# 4

Decision TheoryCounterfactualsAI
Frontpage

l was attempting to write a reference post on the concept of comparability in decision theory problems, but I realised that I don't yet have a strong enough grasp on the various positions that one could adopt to write a post worthy of being a reference. I'll quote my draft quite liberally below:

In the context of decision theory, comparability is about whether or not it is fair to compare counterfactuals when evaluating decisions, a decision algorithm or decision theory. Perhaps the best way to illustrate is with the example of a medical trial. Let's suppose we're trying to see if aspirin reduces the amount of pain experienced. So if we create two groups, give aspirin to one and then observe that group as having experienced less pain, that is evidence that it does what we want. However, if the aspirin group was healthy and most of other group had cancer, then this wouldn't be a fair test. We would be treating two groups as comparable when they differed in an attribute relevant the to outcome we cared about.
Given a decision problem, we normally apply a decision theory to construct counterfactuals, then calculate the utility for each and finally make a decision.
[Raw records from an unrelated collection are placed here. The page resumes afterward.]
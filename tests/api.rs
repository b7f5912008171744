//! Embedder-API tests: scalar round trips, the value format mini-language,
//! variables, globals and native blocks.

use quill::{ApiError, ApiValue, Context};

#[test]
fn int_round_trip() {
    let mut ctx = Context::new();
    for v in [0i64, 1, -1, 42, -42, 1 << 40, i64::MAX, i64::MIN] {
        ctx.make_int(0, v).unwrap();
        assert_eq!(ctx.read_int(0).unwrap(), v);
    }
}

#[test]
fn wide_ints_box_transparently() {
    let mut ctx = Context::new();
    // i64::MAX is outside the small-int range on 64-bit targets, so this
    // exercises the boxed representation.
    ctx.make_int(0, i64::MAX).unwrap();
    assert_eq!(ctx.read_int(0).unwrap(), i64::MAX);
    ctx.make_int(1, i64::MIN).unwrap();
    assert_eq!(ctx.read_int(1).unwrap(), i64::MIN);
}

#[test]
fn string_round_trip() {
    let mut ctx = Context::new();
    ctx.make_string(0, "Héllo").unwrap();
    let s = ctx.read_string(0).unwrap();
    assert_eq!(ctx.read_string_len(0).unwrap(), 6);
    assert_eq!(&s.as_bytes()[..6], &[0x48, 0xC3, 0xA9, 0x6C, 0x6C, 0x6F]);
}

#[test]
fn scalar_type_errors() {
    let mut ctx = Context::new();
    ctx.make_string(0, "x").unwrap();
    assert_eq!(ctx.read_int(0), Err(ApiError::Type));
    assert_eq!(ctx.read_float(0), Err(ApiError::Type));
    assert_eq!(ctx.read_bool(0), Err(ApiError::Type));
    assert_eq!(ApiError::Type.code(), -13);
    assert_eq!(ApiError::Exc.code(), -1);
    assert_eq!(ApiError::Idx.code(), -12);
}

#[test]
fn register_bounds_are_checked() {
    let mut ctx = Context::new();
    assert_eq!(ctx.make_int(10_000, 1), Err(ApiError::Idx));
    assert_eq!(ctx.read_int(10_000), Err(ApiError::Idx));
}

#[test]
fn nil_bool_float_symbol() {
    let mut ctx = Context::new();
    ctx.make_nil(0).unwrap();
    ctx.read_nil(0).unwrap();
    ctx.make_bool(1, true).unwrap();
    assert!(ctx.read_bool(1).unwrap());
    ctx.make_float(2, 2.5).unwrap();
    assert_eq!(ctx.read_float(2).unwrap(), 2.5);
    ctx.make_symbol(3, "hello").unwrap();
    assert_eq!(ctx.read_symbol(3).unwrap(), "hello");
}

#[test]
fn symbols_are_interned() {
    let mut ctx = Context::new();
    ctx.make_symbol(0, "greeting").unwrap();
    ctx.make_symbol(1, "greeting").unwrap();
    assert!(ctx.values_identical(0, 1).unwrap());
    ctx.make_symbol(2, "other").unwrap();
    assert!(!ctx.values_identical(0, 2).unwrap());
}

#[test]
fn make_and_read_values() {
    let mut ctx = Context::new();
    let n = ctx
        .make_values(
            0,
            "ixs",
            &[
                ApiValue::Int(7),
                ApiValue::Bool(false),
                ApiValue::Str("hey".into()),
            ],
        )
        .unwrap();
    assert_eq!(n, 3);
    let out = ctx.read_values(0, "ixs").unwrap();
    assert_eq!(
        out,
        vec![
            ApiValue::Int(7),
            ApiValue::Bool(false),
            ApiValue::Str("hey".into())
        ]
    );
}

#[test]
fn values_tuple_and_array() {
    let mut ctx = Context::new();
    ctx.make_values(
        0,
        "(ii)[ss]",
        &[
            ApiValue::Int(1),
            ApiValue::Int(2),
            ApiValue::Str("a".into()),
            ApiValue::Str("b".into()),
        ],
    )
    .unwrap();
    let out = ctx.read_values(0, "(ii)*[s]").unwrap();
    assert_eq!(
        out,
        vec![
            ApiValue::Tuple(vec![ApiValue::Int(1), ApiValue::Int(2)]),
            ApiValue::Array(vec![ApiValue::Str("a".into()), ApiValue::Str("b".into())]),
        ]
    );
}

#[test]
fn values_map_and_nilable() {
    let mut ctx = Context::new();
    ctx.make_values(
        0,
        "{is}?i",
        &[
            ApiValue::Int(5),
            ApiValue::Str("five".into()),
            ApiValue::Nil,
        ],
    )
    .unwrap();
    let out = ctx.read_values(0, "{is}?i").unwrap();
    assert_eq!(
        out,
        vec![
            ApiValue::Map(vec![(ApiValue::Int(5), ApiValue::Str("five".into()))]),
            ApiValue::Nil,
        ]
    );
}

#[test]
fn values_skip_and_register_refs() {
    let mut ctx = Context::new();
    ctx.make_int(5, 99).unwrap();
    let n = ctx
        .make_values(0, "-%", &[ApiValue::Reg(5)])
        .unwrap();
    assert_eq!(n, 2);
    // Register 0 was skipped; register 1 received a copy of register 5.
    assert_eq!(ctx.read_int(1).unwrap(), 99);
}

#[test]
fn malformed_formats_are_rejected() {
    let mut ctx = Context::new();
    assert_eq!(ctx.make_values(0, "(", &[]), Err(ApiError::Arg));
    assert_eq!(ctx.make_values(0, "q", &[]), Err(ApiError::Arg));
    assert_eq!(ctx.make_values(0, "((i))", &[]), Err(ApiError::Arg));
    assert_eq!(ctx.make_values(0, "i", &[]), Err(ApiError::Arg));
}

#[test]
fn move_local_copies_registers() {
    let mut ctx = Context::new();
    ctx.make_int(0, 11).unwrap();
    ctx.move_local(3, 0).unwrap();
    assert_eq!(ctx.read_int(3).unwrap(), 11);
}

#[test]
fn globals_in_the_entry_module() {
    let mut ctx = Context::new();
    ctx.make_int(0, 1234).unwrap();
    ctx.set_global("answer", 0).unwrap();
    ctx.make_nil(1).unwrap();
    ctx.get_global("answer", 1).unwrap();
    assert_eq!(ctx.read_int(1).unwrap(), 1234);
    assert_eq!(ctx.get_global("missing", 1), Err(ApiError::Arg));

    // Updating keeps the same variable.
    ctx.make_int(0, 5678).unwrap();
    ctx.set_global("answer", 0).unwrap();
    ctx.get_global("answer", 1).unwrap();
    assert_eq!(ctx.read_int(1).unwrap(), 5678);
}

#[test]
fn native_block_scopes_registers() {
    let mut ctx = Context::new();
    ctx.make_int(1, 7).unwrap();
    ctx.make_int(0, 10).unwrap();
    ctx.native_block(4, |ctx| {
        // REG-0 is forwarded in.
        assert_eq!(ctx.read_int(0).unwrap(), 10);
        // This frame's registers are fresh.
        ctx.make_int(1, 1000).unwrap();
        // The block's REG-0 is forwarded back out.
        ctx.make_int(0, 20).unwrap();
        Ok(())
    })
    .unwrap();
    assert_eq!(ctx.read_int(0).unwrap(), 20);
    // The outer register 1 is untouched.
    assert_eq!(ctx.read_int(1).unwrap(), 7);
}

#[test]
fn element_access_on_arrays_and_maps() {
    let mut ctx = Context::new();
    ctx.make_values(
        0,
        "[iii]",
        &[ApiValue::Int(10), ApiValue::Int(20), ApiValue::Int(30)],
    )
    .unwrap();
    ctx.make_int(1, 1).unwrap();
    ctx.get_element(0, 1, 2).unwrap();
    assert_eq!(ctx.read_int(2).unwrap(), 20);

    ctx.make_int(2, 99).unwrap();
    ctx.set_element(0, 1, 2).unwrap();
    ctx.get_element(0, 1, 3).unwrap();
    assert_eq!(ctx.read_int(3).unwrap(), 99);

    // Out-of-range array access raises a key exception.
    ctx.make_int(1, 7).unwrap();
    assert_eq!(ctx.get_element(0, 1, 2), Err(ApiError::Exc));
    let info = ctx.read_exception(0).unwrap();
    assert_eq!(info.kind, "key");
}

#[test]
fn exceptions_are_inspectable() {
    let mut ctx = Context::new();
    ctx.make_exception(0, "sys", "something happened").unwrap();
    let info = ctx.read_exception(0).unwrap();
    assert_eq!(info.kind, "sys");
    assert_eq!(info.what.as_deref(), Some("something happened"));
    assert_eq!(info.trace_len, 0);
}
Prima facie, it appears that these counterfactuals must be comparable in order for a decision theory to count as being reasonable. Otherwise, we would open ourselves to the critique of being the same as a naive researcher in the aspirin example.
We can clarify this with an example. Casual decision theorists recommend 2-boxing for Newcomb's Problem. They admit that a 1-boxer will receive an extra $1 million, but they would likely argue that this isn't a fair comparison since the opaque box contains$1 million for the 1-boxer, but not for the 2-boxer. This is essentially a dispute over whether these counterfactuals are comparable.

Why is this important?

Well, as far as I can tell attempts to understand counterfactuals have taken us to logical counterfactuals at which point we've become stuck. Asking an easier question could help us to become unstuck. And determining if counterfactuals are comparable seems easier than saying what counterfactuals are. Indeed, I would go so far as to say that if we don't know what we mean by comparability then we don't fully even know what we are looking for.

Given this, I find it strange that this notion hasn't been discussed to any significant degree at all on Less Wrong as far as I can tell, although I haven't performed an in-depth search.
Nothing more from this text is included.